= Exercise aim =
Search the records for "feature" and copy each line that holds it.

= Data section =
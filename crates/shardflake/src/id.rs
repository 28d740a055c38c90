use core::fmt;

use crate::{
    Config, Layout, Timestamp,
    layout::{shl, shr},
};

/// A packed identifier.
///
/// The raw integer is all there is; interpreting it needs the [`Config`] that
/// produced it (see [`Config::decode`]). IDs from one configuration sort by
/// creation time as plain integers whenever their timestamps differ.
///
/// ```text
///  Bit Index:  MSB                                                          0
///              +----------------+------------------+-----------+----------+
///  Field:      | timestamp      | logical shard id | data type | sequence |
///              +----------------+------------------+-----------+----------+
/// ```
#[cfg_attr(feature = "serde", derive(serde::Serialize, serde::Deserialize))]
#[cfg_attr(feature = "serde", serde(transparent))]
#[derive(Copy, Clone, Debug, PartialEq, Eq, PartialOrd, Ord, Hash)]
pub struct Id {
    id: u64,
}

impl Id {
    pub const fn from_raw(raw: u64) -> Self {
        Self { id: raw }
    }

    pub const fn to_raw(&self) -> u64 {
        self.id
    }

    /// Returns the ID as a zero-padded 20-digit string.
    pub fn to_padded_string(&self) -> String {
        format!("{:020}", self.id)
    }
}

impl From<Id> for u64 {
    fn from(id: Id) -> Self {
        id.id
    }
}

impl From<u64> for Id {
    fn from(raw: u64) -> Self {
        Self::from_raw(raw)
    }
}

impl fmt::Display for Id {
    fn fmt(&self, f: &mut fmt::Formatter<'_>) -> fmt::Result {
        write!(f, "{}", self.id)
    }
}

/// The four fields of an [`Id`].
#[cfg_attr(feature = "serde", derive(serde::Serialize, serde::Deserialize))]
#[derive(Copy, Clone, Debug, PartialEq, Eq, Hash)]
pub struct DecodedId {
    pub id: Id,
    /// Milliseconds since the configuration's custom epoch.
    pub timestamp: Timestamp,
    pub logical_shard_id: u64,
    pub data_type: u64,
    pub sequence: u64,
    #[cfg_attr(feature = "serde", serde(skip))]
    layout: Option<Layout>,
}

impl DecodedId {
    /// Fields from the most significant down, skipping zero-width ones.
    fn fields(&self) -> impl Iterator<Item = Field> {
        let layout = self.layout;
        let fields = layout.map(|layout| {
            [
                Field {
                    name: "timestamp",
                    bits: layout.timestamp_bits(),
                    shift: layout.timestamp_shift(),
                    value: self.timestamp.milliseconds() as u64,
                },
                Field {
                    name: "logical_shard_id",
                    bits: layout.logical_shard_id_bits(),
                    shift: layout.logical_shard_id_shift(),
                    value: self.logical_shard_id,
                },
                Field {
                    name: "data_type",
                    bits: layout.data_type_bits(),
                    shift: layout.data_type_shift(),
                    value: self.data_type,
                },
                Field {
                    name: "sequence",
                    bits: layout.sequence_bits(),
                    shift: layout.sequence_shift(),
                    value: self.sequence,
                },
            ]
        });
        fields.into_iter().flatten().filter(|field| field.bits > 0)
    }
}

impl Config {
    /// Packs the four fields into an [`Id`].
    ///
    /// `timestamp` is in milliseconds since [`Config::custom_epoch`]. Each
    /// field is masked to its width; out-of-range values are a caller bug and
    /// trip a debug assertion.
    pub fn encode(&self, timestamp: u64, logical_shard_id: u64, data_type: u64, sequence: u64) -> Id {
        let layout = self.layout();
        debug_assert!(timestamp <= layout.max_timestamp(), "timestamp overflow");
        debug_assert!(
            logical_shard_id <= layout.max_logical_shard_id(),
            "logical_shard_id overflow"
        );
        debug_assert!(data_type <= layout.max_data_type(), "data_type overflow");
        debug_assert!(sequence <= layout.max_sequence(), "sequence overflow");

        let timestamp = shl(timestamp & layout.max_timestamp(), layout.timestamp_shift());
        let logical_shard_id = shl(
            logical_shard_id & layout.max_logical_shard_id(),
            layout.logical_shard_id_shift(),
        );
        let data_type = shl(data_type & layout.max_data_type(), layout.data_type_shift());
        let sequence = shl(sequence & layout.max_sequence(), layout.sequence_shift());
        Id::from_raw(timestamp | logical_shard_id | data_type | sequence)
    }

    /// Splits an [`Id`] into its fields. Total over every `u64`: bits outside
    /// the layout are ignored.
    pub fn decode(&self, id: Id) -> DecodedId {
        let layout = self.layout();
        let raw = id.to_raw();
        let timestamp = shr(raw & layout.timestamp_mask(), layout.timestamp_shift());
        DecodedId {
            id,
            // Fits: `Config::new` bounds `custom_epoch + max_timestamp` by i64::MAX.
            timestamp: Timestamp::new(timestamp as i64, self.custom_epoch_i64()),
            logical_shard_id: shr(
                raw & layout.logical_shard_id_mask(),
                layout.logical_shard_id_shift(),
            ),
            data_type: shr(raw & layout.data_type_mask(), layout.data_type_shift()),
            sequence: shr(raw & layout.sequence_mask(), layout.sequence_shift()),
            layout: Some(*layout),
        }
    }
}

struct Field {
    name: &'static str,
    bits: u8,
    shift: u32,
    value: u64,
}

impl fmt::Display for Field {
    fn fmt(&self, f: &mut fmt::Formatter<'_>) -> fmt::Result {
        let high = self.shift + u32::from(self.bits) - 1;
        let range = format!("{high}..{}", self.shift);
        write!(f, "bits {range:<7} {:<16} {}", self.name, self.value)
    }
}

impl fmt::Display for DecodedId {
    /// One line for the raw value, then one per field with its bit range:
    ///
    /// ```text
    /// 406035470746648675 (0x05a2871c00100063) at 1694563200000 ms
    ///   bits 63..23  timestamp        48403200000
    ///   bits 22..20  logical_shard_id 1
    ///   bits 19..11  data_type        0
    ///   bits 10..0   sequence         99
    /// ```
    fn fmt(&self, f: &mut fmt::Formatter<'_>) -> fmt::Result {
        let raw = self.id.to_raw();
        write!(
            f,
            "{raw} (0x{raw:016x}) at {} ms",
            self.timestamp.unix_millis()
        )?;
        for field in self.fields() {
            write!(f, "\n  {field}")?;
        }
        Ok(())
    }
}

= Response area =
#[cfg_attr(feature = "serde", derive(serde::Serialize, serde::Deserialize))]
#[cfg_attr(feature = "serde", serde(transparent))]
#[cfg_attr(feature = "serde", derive(serde::Serialize, serde::Deserialize))]
    #[cfg_attr(feature = "serde", serde(skip))]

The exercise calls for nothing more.